With a history going back to 1887, some sixty-eight double-ended Water Wags were built between 1887 and 1900. All but one of these has fallen by the wayside and its location is no longer known. That one surviving Water Wag is in the Maritime Museum of Ireland, in the Mariners Church, Dun Laoghaire. Since 1900, there have been one hundred and fourteen transom Water Wags built-in or for Dun Laoghaire. Of these, more than fifty per cent no longer exist. It was as recent as the 1980’s, that the club ruled that each new boat should be given a new number. Before that, if an owner thought that ‘number seventeen’ was his lucky number, when he bought a new boat, it retained that number, and his old boat would be sold out of the club, for use as a fishing boat or as a general-purpose punt.

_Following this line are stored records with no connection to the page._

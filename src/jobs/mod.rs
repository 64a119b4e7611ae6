// Copyright 2019-2026 ChainSafe Systems
// SPDX-License-Identifier: Apache-2.0, MIT

//! Runnables the scheduler supervises.
//!
//! Every job that produces `(current, executed)` pairs hands them to a [`Dispatcher`], which
//! either indexes them in-process or, in notify mode, publishes them to a queue for tipset
//! workers to pick up.

mod gap;
mod survey;
mod walk;
mod watch;
mod worker;

pub use gap::{GapFiller, GapFinder};
pub use survey::Survey;
pub use walk::Walker;
pub use watch::{WatchConfig, Watcher};
pub use worker::TipsetWorker;

use std::sync::Arc;
use std::sync::atomic::{AtomicI64, Ordering};

use anyhow::Context as _;
use tokio::task::JoinSet;
use tokio_util::sync::CancellationToken;
use tracing::{debug, warn};

use crate::blocks::Tipset;
use crate::chain::HeightRange;
use crate::datasource::DataSource;
use crate::indexer::Indexer;
use crate::model::ReportStatus;
use crate::queue::{IndexTipset, PublishOptions, Queue};
use crate::tasks::Task;

/// Where notify-mode jobs publish their work.
pub struct Notifier {
    pub queue: Arc<dyn Queue>,
    pub name: String,
    pub options: PublishOptions,
}

/// Routes produced tipsets to the indexer or to a queue.
pub struct Dispatcher {
    indexer: Arc<Indexer>,
    notifier: Option<Notifier>,
}

impl Dispatcher {
    pub fn local(indexer: Arc<Indexer>) -> Self {
        Self {
            indexer,
            notifier: None,
        }
    }

    pub fn notify(indexer: Arc<Indexer>, notifier: Notifier) -> Self {
        Self {
            indexer,
            notifier: Some(notifier),
        }
    }

    pub fn indexer(&self) -> &Arc<Indexer> {
        &self.indexer
    }

    pub fn is_notify(&self) -> bool {
        self.notifier.is_some()
    }

    /// Indexes or publishes one pair. Task failures end up in the report ledger; only storage
    /// and queue failures are returned.
    pub async fn deliver(
        &self,
        current: &Tipset,
        executed: &Tipset,
        tasks: &[Task],
        cancel: &CancellationToken,
    ) -> anyhow::Result<()> {
        if let Some(notifier) = &self.notifier {
            let payload = IndexTipset::new(current, tasks, self.indexer.reporter());
            let published = notifier
                .queue
                .publish(&notifier.name, &payload, &notifier.options)
                .await
                .with_context(|| format!("failed to publish tipset at {}", current.epoch()))?;
            debug!(height = current.epoch(), queue = %notifier.name, published, "published tipset");
            return Ok(());
        }
        let report = self
            .indexer
            .index(current, executed, tasks, cancel)
            .await
            .with_context(|| format!("failed to persist tipset at {}", current.epoch()))?;
        if !report.is_complete() {
            warn!(
                height = current.epoch(),
                errors = report.count(ReportStatus::Error),
                "tipset indexed with errors"
            );
        }
        Ok(())
    }

    /// Records the null rounds in `heights` that lie between `executed` and `current`. Null rounds
    /// have no tipset to publish, so this always writes to storage directly.
    pub async fn deliver_null_rounds(
        &self,
        current: &Tipset,
        executed: &Tipset,
        heights: HeightRange,
        tasks: &[Task],
    ) -> anyhow::Result<()> {
        self.indexer
            .index_null_rounds(current, executed, heights, tasks)
            .await
            .with_context(|| format!("failed to record null rounds in {heights}"))?;
        Ok(())
    }

    /// Records that `ts` was not indexed.
    pub async fn record(
        &self,
        ts: &Tipset,
        tasks: &[Task],
        status: ReportStatus,
        information: &str,
    ) -> anyhow::Result<()> {
        self.indexer
            .record(ts, tasks, status, information)
            .await
            .with_context(|| format!("failed to record {status} at {}", ts.epoch()))
    }
}

/// A tipset ready for indexing.
#[derive(Debug, Clone)]
pub(crate) struct WorkItem {
    pub current: Tipset,
    pub executed: Tipset,
}

/// The tipset a tipset's parent state was produced by executing. Genesis executes itself.
pub(crate) async fn executed_parent(
    source: &dyn DataSource,
    ts: &Tipset,
) -> anyhow::Result<Tipset> {
    if ts.epoch() == 0 || ts.parents().is_empty() {
        return Ok(ts.clone());
    }
    source
        .tipset(ts.parents())
        .await
        .with_context(|| format!("failed to load parent of tipset at {}", ts.epoch()))
}

/// Sheds work that fell too far behind the live head.
#[derive(Clone)]
pub(crate) struct Watermark {
    live: Arc<AtomicI64>,
    max_lag: i64,
}

impl Watermark {
    pub fn new(max_lag: i64) -> Self {
        Self {
            live: Arc::new(AtomicI64::new(0)),
            max_lag,
        }
    }

    pub fn observe(&self, height: i64) {
        self.live.fetch_max(height, Ordering::Relaxed);
    }

    pub fn is_stale(&self, height: i64) -> bool {
        self.live.load(Ordering::Relaxed) - height > self.max_lag
    }
}

/// Spawns `workers` consumers of `rx`. A worker that fails cancels `stop` so the producer and the
/// other workers wind down.
pub(crate) fn spawn_workers(
    workers: usize,
    rx: flume::Receiver<WorkItem>,
    dispatcher: Arc<Dispatcher>,
    tasks: Arc<[Task]>,
    watermark: Option<Watermark>,
    stop: CancellationToken,
) -> JoinSet<anyhow::Result<()>> {
    let mut set = JoinSet::new();
    for _ in 0..workers.max(1) {
        let rx = rx.clone();
        let dispatcher = dispatcher.clone();
        let tasks = tasks.clone();
        let watermark = watermark.clone();
        let stop = stop.clone();
        set.spawn(async move {
            loop {
                let item = tokio::select! {
                    item = rx.recv_async() => match item {
                        Ok(item) => item,
                        Err(_) => return Ok(()),
                    },
                    _ = stop.cancelled() => return Ok(()),
                };
                let result = match &watermark {
                    Some(w) if w.is_stale(item.current.epoch()) => {
                        warn!(height = item.current.epoch(), "skipping tipset below watermark");
                        dispatcher
                            .record(&item.current, &tasks, ReportStatus::Skipped, "behind watermark")
                            .await
                    }
                    _ => {
                        dispatcher
                            .deliver(&item.current, &item.executed, &tasks, &stop)
                            .await
                    }
                };
                if let Err(e) = result {
                    stop.cancel();
                    return Err(e);
                }
            }
        });
    }
    set
}

/// Waits for every worker and returns the first failure.
pub(crate) async fn join_workers(mut set: JoinSet<anyhow::Result<()>>) -> anyhow::Result<()> {
    let mut first = Ok(());
    while let Some(joined) = set.join_next().await {
        let result = joined.map_err(anyhow::Error::from).and_then(|r| r);
        if first.is_ok() {
            first = result;
        }
    }
    first
}
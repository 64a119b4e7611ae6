// Copyright 2019-2026 ChainSafe Systems
// SPDX-License-Identifier: Apache-2.0, MIT

//! The schema, as an ordered list of reversible migrations.
//!
//! Table DDL is generated from the table descriptors in [`crate::model`]. The applied version is
//! recorded in `_meta`, one row per applied migration.

use itertools::Itertools as _;

use crate::model::{ALL_TABLES, Table};

pub struct Migration {
    pub version: u32,
    pub description: &'static str,
    up: fn() -> Vec<String>,
    down: fn() -> Vec<String>,
}

impl Migration {
    pub fn up(&self) -> Vec<String> {
        (self.up)()
    }

    pub fn down(&self) -> Vec<String> {
        (self.down)()
    }
}

/// Name of the job queue table.
pub const QUEUE_TABLE: &str = "lily_queue";

pub const MIGRATIONS: &[Migration] = &[
    Migration {
        version: 1,
        description: "create model tables",
        up: || ALL_TABLES.iter().map(|t| create_table(t)).collect(),
        down: || {
            ALL_TABLES
                .iter()
                .rev()
                .map(|t| format!("DROP TABLE IF EXISTS \"{}\" CASCADE", t.name))
                .collect()
        },
    },
    Migration {
        version: 2,
        description: "index report ledgers by task",
        up: || {
            vec![
                "CREATE INDEX IF NOT EXISTS processing_reports_task_height_idx ON processing_reports (task, height)".into(),
                "CREATE INDEX IF NOT EXISTS gap_reports_status_height_idx ON gap_reports (status, height)".into(),
            ]
        },
        down: || {
            vec![
                "DROP INDEX IF EXISTS gap_reports_status_height_idx".into(),
                "DROP INDEX IF EXISTS processing_reports_task_height_idx".into(),
            ]
        },
    },
    Migration {
        version: 3,
        description: "create job queue",
        up: || {
            vec![
                format!(
                    "CREATE TABLE IF NOT EXISTS {QUEUE_TABLE} (
                        id bigserial PRIMARY KEY,
                        queue text NOT NULL,
                        payload jsonb NOT NULL,
                        fingerprint text,
                        state text NOT NULL DEFAULT 'pending',
                        attempts integer NOT NULL DEFAULT 0,
                        max_retry integer NOT NULL,
                        last_error text,
                        available_at timestamptz NOT NULL DEFAULT now(),
                        expires_at timestamptz,
                        created_at timestamptz NOT NULL DEFAULT now()
                    )"
                ),
                format!(
                    "CREATE UNIQUE INDEX IF NOT EXISTS {QUEUE_TABLE}_fingerprint_idx ON {QUEUE_TABLE} (queue, fingerprint) WHERE state IN ('pending', 'running')"
                ),
                format!(
                    "CREATE INDEX IF NOT EXISTS {QUEUE_TABLE}_pending_idx ON {QUEUE_TABLE} (queue, available_at) WHERE state = 'pending'"
                ),
            ]
        },
        down: || vec![format!("DROP TABLE IF EXISTS {QUEUE_TABLE}")],
    },
];

/// Version the code expects.
pub fn latest_version() -> u32 {
    MIGRATIONS.last().map_or(0, |m| m.version)
}

pub fn create_table(table: &Table) -> String {
    let columns = table
        .columns
        .iter()
        .map(|c| {
            let not_null = if table.is_key(c.name) { " NOT NULL" } else { "" };
            format!("\"{}\" {}{not_null}", c.name, c.kind)
        })
        .join(", ");
    let key = table.primary_key.iter().map(|c| format!("\"{c}\"")).join(", ");
    let partition = if table.partitioned {
        " PARTITION BY RANGE (height)"
    } else {
        ""
    };
    format!(
        "CREATE TABLE IF NOT EXISTS \"{}\" ({columns}, PRIMARY KEY ({key})){partition}",
        table.name
    )
}

/// Statements moving the schema from `from` to `to`, with the version each step lands on.
pub fn plan(from: u32, to: u32) -> Vec<(u32, Vec<String>)> {
    if to >= from {
        MIGRATIONS
            .iter()
            .filter(|m| m.version > from && m.version <= to)
            .map(|m| (m.version, m.up()))
            .collect()
    } else {
        MIGRATIONS
            .iter()
            .rev()
            .filter(|m| m.version <= from && m.version > to)
            .map(|m| (m.version - 1, m.down()))
            .collect()
    }
}

#[cfg(test)]
mod tests {
    use super::*;
    use crate::model::{BLOCK_PARENTS, DRAND_BLOCK_ENTRIES};

    #[test]
    fn versions_are_sequential() {
        for (i, m) in MIGRATIONS.iter().enumerate() {
            assert_eq!(m.version as usize, i + 1, "{}", m.description);
        }
        assert_eq!(latest_version(), 3);
    }

    #[test]
    fn ddl_from_descriptors() {
        assert_eq!(
            create_table(&BLOCK_PARENTS),
            "CREATE TABLE IF NOT EXISTS \"block_parents\" (\"height\" bigint NOT NULL, \"block\" text NOT NULL, \"parent\" text NOT NULL, PRIMARY KEY (\"height\", \"block\", \"parent\")) PARTITION BY RANGE (height)"
        );
        assert!(!create_table(&DRAND_BLOCK_ENTRIES).contains("PARTITION"));
    }

    #[test]
    fn plans_run_both_ways() {
        let up: Vec<_> = plan(0, 3).into_iter().map(|(v, _)| v).collect();
        assert_eq!(up, vec![1, 2, 3]);
        let down: Vec<_> = plan(3, 1).into_iter().map(|(v, _)| v).collect();
        assert_eq!(down, vec![2, 1]);
        assert!(plan(2, 2).is_empty());
    }
}
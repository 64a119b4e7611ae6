// Copyright 2019-2026 ChainSafe Systems
// SPDX-License-Identifier: Apache-2.0, MIT

//! Chain reads answered from the node the daemon indexes.

use cid::Cid;
use serde::{Deserialize, Serialize};

use crate::blocks::{BlockHeader, Tipset, TipsetKey};
use crate::rpc::{Ctx, RpcMethod, ServerError};
use crate::shim::clock::ChainEpoch;

macro_rules! for_each_method {
    ($callback:path) => {
        $callback!(crate::rpc::methods::chain::ChainHead);
        $callback!(crate::rpc::methods::chain::ChainGetTipSet);
        $callback!(crate::rpc::methods::chain::ChainGetTipSetByHeight);
        $callback!(crate::rpc::methods::chain::ChainGetBlock);
        $callback!(crate::rpc::methods::chain::ChainSetHead);
    };
}
pub(crate) use for_each_method;

/// A CID in the node's `{"/": ...}` encoding.
#[derive(Debug, Clone, Copy, PartialEq, Eq, Serialize, Deserialize)]
#[serde(transparent)]
pub struct CidJson(#[serde(with = "crate::lotus_json::cid")] pub Cid);

pub enum ChainHead {}
impl RpcMethod<0> for ChainHead {
    const NAME: &'static str = "Filecoin.ChainHead";
    const PARAM_NAMES: [&'static str; 0] = [];

    type Params = ();
    type Ok = Tipset;

    async fn handle(ctx: Ctx, (): Self::Params) -> Result<Self::Ok, ServerError> {
        Ok(ctx.source.chain_head().await?)
    }
}

pub enum ChainGetTipSet {}
impl RpcMethod<1> for ChainGetTipSet {
    const NAME: &'static str = "Filecoin.ChainGetTipSet";
    const PARAM_NAMES: [&'static str; 1] = ["tipsetKey"];

    type Params = (TipsetKey,);
    type Ok = Tipset;

    async fn handle(ctx: Ctx, (key,): Self::Params) -> Result<Self::Ok, ServerError> {
        if key.is_empty() {
            return Ok(ctx.source.chain_head().await?);
        }
        Ok(ctx.source.tipset(&key).await?)
    }
}

/// The tipset at a height, or the nearest one below it when the height is a null round.
pub enum ChainGetTipSetByHeight {}
impl RpcMethod<2> for ChainGetTipSetByHeight {
    const NAME: &'static str = "Filecoin.ChainGetTipSetByHeight";
    const PARAM_NAMES: [&'static str; 2] = ["height", "tipsetKey"];

    type Params = (ChainEpoch, TipsetKey);
    type Ok = Tipset;

    async fn handle(ctx: Ctx, (height, key): Self::Params) -> Result<Self::Ok, ServerError> {
        let key = if key.is_empty() {
            ctx.source.chain_head().await?.key().clone()
        } else {
            key
        };
        Ok(ctx.source.tipset_by_height(height, &key).await?)
    }
}

pub enum ChainGetBlock {}
impl RpcMethod<1> for ChainGetBlock {
    const NAME: &'static str = "Filecoin.ChainGetBlock";
    const PARAM_NAMES: [&'static str; 1] = ["blockCid"];

    type Params = (CidJson,);
    type Ok = BlockHeader;

    async fn handle(ctx: Ctx, (cid,): Self::Params) -> Result<Self::Ok, ServerError> {
        Ok(ctx.node_client()?.call(Self::NAME, (cid,)).await?)
    }
}

/// Forcibly sets the node's head. The node validates the request.
pub enum ChainSetHead {}
impl RpcMethod<1> for ChainSetHead {
    const NAME: &'static str = "Filecoin.ChainSetHead";
    const PARAM_NAMES: [&'static str; 1] = ["tipsetKey"];

    type Params = (TipsetKey,);
    type Ok = ();

    async fn handle(ctx: Ctx, (key,): Self::Params) -> Result<Self::Ok, ServerError> {
        ctx.node_client()?
            .call::<_, Option<serde_json::Value>>(Self::NAME, (key,))
            .await?;
        Ok(())
    }
}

Despite the large numbers listed above, the launching of a new Water Wag is a cause for great celebration within the club. David Williams of Dalkey commissioned Water Wag No. 48 from a boatbuilding school in San Sebastian, in Northern Spain. Sunday 10th June was declared to be launch day, and some fifty friends and supporters turned up for that special day. The boat was rigged, blessed, and doused with Basque cider, in recognition of its birthplace, before it reached the water at the Royal St. George Yacht Club. Despite some early suggestions that she would be called Isabella, David settled on the name Dipper, after the bird which is a members of the genus Cinclus in the bird family Cinclidae, named for their bobbing or dipping movements. They are unique among passerines for their ability to dive and swim underwater.
Once launched, Dipper sailed with the Water Wag fleet to Dalkey Island, for the one hundred and thirty-first annual picnic. Dipper joins a long tradition for either girl’s names, or bird names within the fleet: Lapwing, Kittywake, Wren, Polly, Little Tern, Swift and Swallow.